Insert slower than update

  • Hi!

    My first post! I've been using this site for some time but never posted anything yet.

    I came across a weird behavior when benchmarking some critical parts in a application.

    We have a table "Person" (PersonId int PK for relations) and about 20 additional columns describing the person (Firstname, lastname, email) etc. (The fields can vary depending on the installation). Each of these columns have an index and one of them also has a unique index because that's the column that uniquely identifies a person in the customers system and is also used to identify existing persons.

    Our users upload a text file with person data in the gui to insert in the database. Nonexistent records will be inserted and existing will be updated based on the column with the unique index.

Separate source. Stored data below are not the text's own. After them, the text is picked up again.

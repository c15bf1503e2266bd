// Models module - data structures for the chat session and the completion API
pub mod types;
pub mod params;
pub mod requests;
pub mod responses;


// Re-export commonly used types
pub use types::{Role, Message};
pub use params::{GenerationParams, ParamError, ParamName};
pub use requests::ChatCompletionRequest;
pub use responses::{StreamChunk, StreamChoice, StreamDelta, StreamError, Usage};
use std::pin::Pin;
use std::sync::Arc;

use async_stream::stream;
use futures::{Stream, StreamExt};

use hfchat_llm_api::LlmClient;
use hfchat_models::{GenerationParams, Message};

use crate::chat::session::Session;
use crate::error::ChatError;

/// Text fragments of one assistant reply, in arrival order.
///
/// Holds the session's `&mut` borrow until dropped, so only one turn can be
/// in flight per session.
pub type FragmentStream<'a> = Pin<Box<dyn Stream<Item = Result<String, ChatError>> + Send + 'a>>;

/// Drives one user/assistant exchange at a time against an `LlmClient`
pub struct ChatTurnDriver {
    client: Arc<dyn LlmClient>,
}

impl ChatTurnDriver {
    pub fn new(client: Arc<dyn LlmClient>) -> Self {
        Self { client }
    }

    pub fn model(&self) -> &str {
        self.client.model()
    }

    /// Submit `user_text` and stream the reply.
    ///
    /// Nothing happens until the stream is polled. Blank input yields an empty
    /// stream without touching the session or the service. On success the
    /// concatenated fragments are appended as the assistant message once the
    /// upstream stream is exhausted. On failure the error is the last item and
    /// the partial reply is discarded; the user message stays in the session.
    pub fn submit_turn<'a>(
        &'a self,
        session: &'a mut Session,
        user_text: &str,
        params: GenerationParams,
    ) -> FragmentStream<'a> {
        let user_text = user_text.to_string();

        Box::pin(stream! {
            if user_text.trim().is_empty() {
                log::debug!("ignoring blank input");
                return;
            }

            session.push(Message::user(user_text));
            log::debug!("turn started, {} messages in session", session.len());

            let mut events = match self.client.chat_streaming(session.messages(), &params).await {
                Ok(events) => events,
                Err(e) => {
                    log::warn!("could not start completion: {}", e);
                    yield Err::<String, ChatError>(ChatError::StreamFailure(e));
                    return;
                }
            };

            let mut buffer = String::new();
            let mut fragments = 0usize;

            while let Some(event) = events.next().await {
                let chunk = match event {
                    Ok(chunk) => chunk,
                    Err(e) => {
                        log::warn!("stream failed after {} fragments, discarding partial reply: {}", fragments, e);
                        yield Err(ChatError::StreamFailure(e));
                        return;
                    }
                };

                // Events without choices or delta content are skipped
                if let Some(fragment) = chunk.content_delta() {
                    let fragment = fragment.to_string();
                    buffer.push_str(&fragment);
                    fragments += 1;
                    yield Ok(fragment);
                }
                if let Some(reason) = chunk.finish_reason() {
                    log::debug!("finish reason: {}", reason);
                }
            }

            log::debug!("turn finished: {} fragments, {} chars", fragments, buffer.chars().count());
            session.push(Message::assistant(buffer));
        })
    }
}
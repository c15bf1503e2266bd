use anyhow::Result;
use std::io::Write;
use std::sync::Arc;

use hfchat_chat::{ChatError, ChatTurnDriver, Session};
use hfchat_llm_api::{HfInferenceClient, LlmClient};
use hfchat_logging::ConversationLogger;
use hfchat_models::{GenerationParams, Message, ParamName, Role};

use super::output::{print_fragments, TurnOutcome};
use super::setup::AppConfig;

/// Everything one interactive context owns: the session, the parameters in
/// effect for the next turn and the optional transcript.
pub struct Conversation {
    driver: ChatTurnDriver,
    session: Session,
    params: GenerationParams,
    api_url: String,
    logger: Option<ConversationLogger>,
}

impl Conversation {
    /// Build a conversation against the configured inference endpoint
    pub async fn from_config(config: &AppConfig) -> Self {
        let client: Arc<dyn LlmClient> = Arc::new(HfInferenceClient::new(config.client_config.clone()));

        let logger = match &config.log_dir {
            Some(dir) => match ConversationLogger::new(dir).await {
                Ok(logger) => {
                    log::info!("transcript: {}", logger.file_path().display());
                    Some(logger)
                }
                Err(e) => {
                    eprintln!("Transcript disabled: {:#}", e);
                    None
                }
            },
            None => None,
        };

        Self::new(client, config.params, config.client_config.api_url.clone(), logger)
    }

    pub fn new(
        client: Arc<dyn LlmClient>,
        params: GenerationParams,
        api_url: String,
        logger: Option<ConversationLogger>,
    ) -> Self {
        Self {
            driver: ChatTurnDriver::new(client),
            session: Session::new(),
            params,
            api_url,
            logger,
        }
    }

    pub fn session(&self) -> &Session {
        &self.session
    }

    pub fn params(&self) -> GenerationParams {
        self.params
    }

    pub fn model(&self) -> &str {
        self.driver.model()
    }

    pub fn api_url(&self) -> &str {
        &self.api_url
    }

    pub fn transcript_path(&self) -> Option<&std::path::Path> {
        self.logger.as_ref().map(|logger| logger.file_path())
    }

    /// Change one generation parameter; the session is untouched.
    ///
    /// A rejected value leaves the previous parameters in effect.
    pub fn set_param(&mut self, name: ParamName, raw: &str) -> Result<GenerationParams, ChatError> {
        self.params.set(name, raw)?;
        log::debug!("{} set to {}", name, raw.trim());
        Ok(self.params)
    }

    /// Run one turn, streaming the reply into `out`.
    ///
    /// Messages the turn appended are mirrored into the transcript, also when
    /// writing to `out` fails and the error is returned.
    pub async fn send<W: Write>(&mut self, text: &str, out: &mut W) -> Result<TurnOutcome> {
        let before = self.session.len();

        let printed = {
            let fragments = self.driver.submit_turn(&mut self.session, text, self.params);
            print_fragments(fragments, out).await
        };

        let failure = match &printed {
            Ok(TurnOutcome::Completed(_)) => None,
            Ok(TurnOutcome::Failed(e)) => Some(e.to_string()),
            Err(e) => Some(format!("output error: {}", e)),
        };
        self.mirror_to_transcript(before, failure.as_deref()).await;

        Ok(printed?)
    }

    async fn mirror_to_transcript(&mut self, from: usize, failure: Option<&str>) {
        let Some(logger) = &mut self.logger else {
            return;
        };

        let model = self.driver.model();
        for message in &self.session.messages()[from..] {
            let model = (message.role() == Role::Assistant).then_some(model);
            logger.log_message(message, model).await;
        }
        if let Some(detail) = failure {
            logger.log_event("turn_failed", detail).await;
        }
    }

    /// Drop all messages and start over
    pub async fn reset(&mut self) {
        let dropped = self.session.len();
        self.session.reset();
        if let Some(logger) = &mut self.logger {
            logger.log_event("reset", &format!("cleared {} messages", dropped)).await;
        }
    }

    pub fn messages(&self) -> &[Message] {
        self.session.messages()
    }

    pub async fn shutdown(&mut self) {
        if let Some(logger) = &mut self.logger {
            logger.shutdown().await;
        }
    }
}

    The whole process of inserting/updating in done in the following steps

    1. Bulks the txt file into a temporary table source (SourceId,firstname,lastname,email) etc

    2. Rows containing invalid and duplicate data are deleted from table source

    3. Rows containing existing (based on the unique column) rows are selected into another temp table existing(PersonId,SourceId)

    4. Update on table Person is performed using the records in existing and source tables

    5. Insert on table Person is performed using the records in table source which does not exist in table existing

    Inserted PersonId is output to a temp table newpersons (PersionId) holding the new person ids

    6. PersonId from table existing and table newpersons are inserted into a table PersonList (ListId int, PersonId)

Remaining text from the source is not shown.